Aplin (2017) Understanding the multiple factors governing social learning and the diffusion of innovations. Current Opinions in Behavioral Sciences. 

Aplin et al. (2015) Experimentally induced innovations lead to persistent culture via conformity in a wild birds, Nature.

Aplin et al. (2012) Social networks predict patch discovery in a wild population of songbirds. Proceedings of the Royal Society B.

Social network of wild great tits, where red nodes are birds that learned a new cultural trait, and yellow nodes are original innovators.

2. What drives cultural evolution?

In a series of wild experiments, we have shown that tits can faithfully transmit new foraging techniques through social networks to form population-specific traditions that persisted and strengthened over generations. Our work has also begun to reveal that while persistent, these traditions are not static, but exhibit ‘cultural evolution’ in response to drivers such as drift, changing environments, or selection for efficiency. We are currently exploring the links between cultural change, individual heterogeneity, and demography.
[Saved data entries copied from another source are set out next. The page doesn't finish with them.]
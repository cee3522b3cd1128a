//! can-transport: device-level CAN adapter abstractions
//!
//! This crate describes what the bridge needs from a USB-CAN adapter: discovery, bitrate
//! configuration, start/stop and blocking frame I/O. Backends are feature-gated. The default
//! build enables a `mock` backend so that binaries and tests run on any host without hardware.

mod types;
pub use types::{BusInfo, CanFrame, CanId, Timestamp, MAX_DATA_LEN};

mod error;
pub use error::{Result, TransportError};

mod traits;
pub use traits::{CanBus, CanDriver};

#[cfg(feature = "mock")]
mod mock;

#[cfg(feature = "mock")]
pub use mock::{MockBus, MockDriver};

#[cfg(feature = "slcan")]
mod slcan;

#[cfg(feature = "slcan")]
pub use slcan::{SlcanBitrate, SlcanBus, SlcanDriver};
We study this both in our wild population of great tits in Moggingen, Germany, and in captivity, with wild birds brought temporarily into outdoor aviary facilities.  Combining these two approaches gives us great power to investigate similar questions with both controlled manipulations, and in natural conditions. For both experimental set ups,  we use large automated data collection with our custom built hardware and software, including raspberry-pi controlled foraging tasks ("puzzleboxes"), selective feeders that control access to certain individuals, RFID loggers and PIT-tags,  and QR-code detection systems.

Further reading: 

Wild, Chimento, MacMahon, Farine, Sheldon & Aplin Complex foraging behaviours in wild birds emerge from social learning and recombination of components. Philosophical Transactions B.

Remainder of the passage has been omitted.